My own assumptions were probably based mostly on previous behavior of darktable with same tags library (inertia), but also somewhat by geeqie, which is the only other software I've used which maintains a library of keywords presented in a tree view. In that case, when adding another keyword to the tree the user explicitly selects between "Active keyword" (default) and "Helper" (ie category). So... I just wasn't expecting anything to have implicit category status... for whatever that's worth - I'm not asserting that this will be the "normal" assumption. :-)

That first part about previous behavior is what concerns me... but if things need to get broken a little bit, this is probably the release to do it in!

phweyland commented 5 years ago

when adding another keyword to the tree the user explicitly selects between "Active keyword" (default) and "Helper" (ie category)

Here dt behaves the same way. Category must be set explicitly. On the other hand 'blah' in 'foo|blah|baz|bar' is not a tag, just a piece in the path of 'bar'. Except if 'foo|blah' is also created, by default as a tag (not a category).

junkyardsparkle commented 5 years ago

Yes, so to summarize this issue for anyone else concerned:

I had become accustomed to thinking of all elements in hierarchical "paths" as keywords themselves, based on the previous darktable behavior of always treating them that way. The new tagging module logic does not treat them this way - they must each also exist as end nodes within the library to be counted as keywords and exported. Therefore, for a library containing hierarchies such as

people|family|smith|bob people|friends|jones|susan

but for whatever reason not also individually containing:

people|family|smith people|family people

then those elements will not be considered keywords along with "bob" when "bob" is attached in the hierarchical form above.

Is this a problem? Well, maybe, in the sense that a workflow that has worked for users previously can suddenly stop working as expected in a subtle way that is easy to not notice until later (for instance, after many images have been exported and uploaded somewhere). The nature of the problem may also not be immediately apparent (if you're as dumb as me).

So, the question is to alter the logic, or make its workings very clear in the manual and release notes, and hope people read them. Right? :-)

junkyardsparkle commented 5 years ago

It also now seems to me that the concept of the explicitly set "category" is only really needed with the old logic; as it is now, just exluding a term from the library as an end node would accomplish the same thing... although I may be missing some use case?

junkyardsparkle commented 5 years ago

Looking at this some more, I think the presence of the "omit hierarchies" checkbox in export settings is part of the source of confusion, since it implies that selecting it would enable the current logic vs. the old logic... when in fact the situation isn't quite that simple. With that and the addition of categories, I would say it's very counter-intuitive for a previous user to assume the new logic - these seem like features you would add to complement the old logic.

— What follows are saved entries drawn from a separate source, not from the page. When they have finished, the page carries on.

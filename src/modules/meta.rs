//! # Module identity.
//!
//! [`ModuleMeta`] carries a module's name and version. Both are supplied
//! at construction, immutable for the instance's lifetime, and compared by
//! value — module equality is meta equality, with no semantic side
//! effects.

use std::fmt;
use std::sync::Arc;

/// Identity and version of a module instance.
///
/// Cheap to clone (`Arc`-backed strings). Displays as `name@version`.
///
/// ## Example
/// ```rust
/// use modkit::ModuleMeta;
///
/// let meta = ModuleMeta::new("fetch", "1.2.0");
/// assert_eq!(meta.name(), "fetch");
/// assert_eq!(meta.to_string(), "fetch@1.2.0");
/// assert_eq!(meta, ModuleMeta::new("fetch", "1.2.0"));
/// ```
#[derive(Clone, Debug, PartialEq, Eq, Hash)]
pub struct ModuleMeta {
    name: Arc<str>,
    version: Arc<str>,
}

impl ModuleMeta {
    /// Creates a new identity from explicit name and version values.
    pub fn new(name: impl Into<Arc<str>>, version: impl Into<Arc<str>>) -> Self {
        Self {
            name: name.into(),
            version: version.into(),
        }
    }

    /// The module name.
    pub fn name(&self) -> &str {
        &self.name
    }

    /// The module version.
    pub fn version(&self) -> &str {
        &self.version
    }
}

impl fmt::Display for ModuleMeta {
    fn fmt(&self, f: &mut fmt::Formatter<'_>) -> fmt::Result {
        write!(f, "{}@{}", self.name, self.version)
    }
}

#[cfg(test)]
mod tests {
    use super::*;

    #[test]
    fn value_equality() {
        let a = ModuleMeta::new("worker", "0.3.1");
        let b = ModuleMeta::new("worker", "0.3.1");
        let c = ModuleMeta::new("worker", "0.3.2");
        assert_eq!(a, b);
        assert_ne!(a, c);
    }

    #[test]
    fn display_format() {
        assert_eq!(ModuleMeta::new("a", "1").to_string(), "a@1");
    }
}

phweyland commented 5 years ago

I think the presence of the "omit hierarchies" checkbox in export settings is part of the source of confusion

Agreed. It has an effect (when both 'foo|blah|baz|bar' and 'foo|blah' exist the second one ignored if "omit hierarchy" is set) but not very useful and may be counter-intuitive.

It also now seems to me that the concept of the explicitly set "category" is only really needed with the old logic

(you mean with the current logic, right ?) Partly agreed. First, for the "helper" side I think it doesn't hurt to have both possibilities: implicit and explicit category.

Then, the most important, when a leave tag is a category itself, it can be used to create whatever kind of meta information you think of and use them to set up xmp tags of your choice at export time. example: creator|John Smith, both tags set as category. Neither creator nor John Smith are exported (because categories) into Subject but John Smith can be used in export formulas like Xmp.dc.rights = Copyrights $(YEAR) $(CATEGORY0(creator)).

image

It also appear separately in image information:

image

to produce this:

---- XMP-dc ----
Rights                          : Copyrights 2019 John Smith
Subject                         : bar

This said, the debate between implicit keyword or implicit category for non declared path elements, for example 'blah' in 'foo|blah|baz|bar', is still valid.

junkyardsparkle commented 5 years ago

(you mean with the current logic, right ?) Partly agreed. First, for the "helper" side I think it doesn't hurt to have both possibilities: implicit and explicit category.

I only meant that the old logic really needed the feature, because it had zero methods for excluding anything from export, while the other logic has at least one method "built in". Your example case is one (of many?) that I hadn't considered, though... I assumed there were some. Anyway, I woke up to find things already restored to "normal", so thanks for that (I was really trying not to insist too much that this was the "correct" solution, but if you're not unhappy with it then it seems good to me). I'll try to torture-test the new code later. :-)

phweyland commented 5 years ago

I'll try to torture-test the new code later. :-)

Yes, please !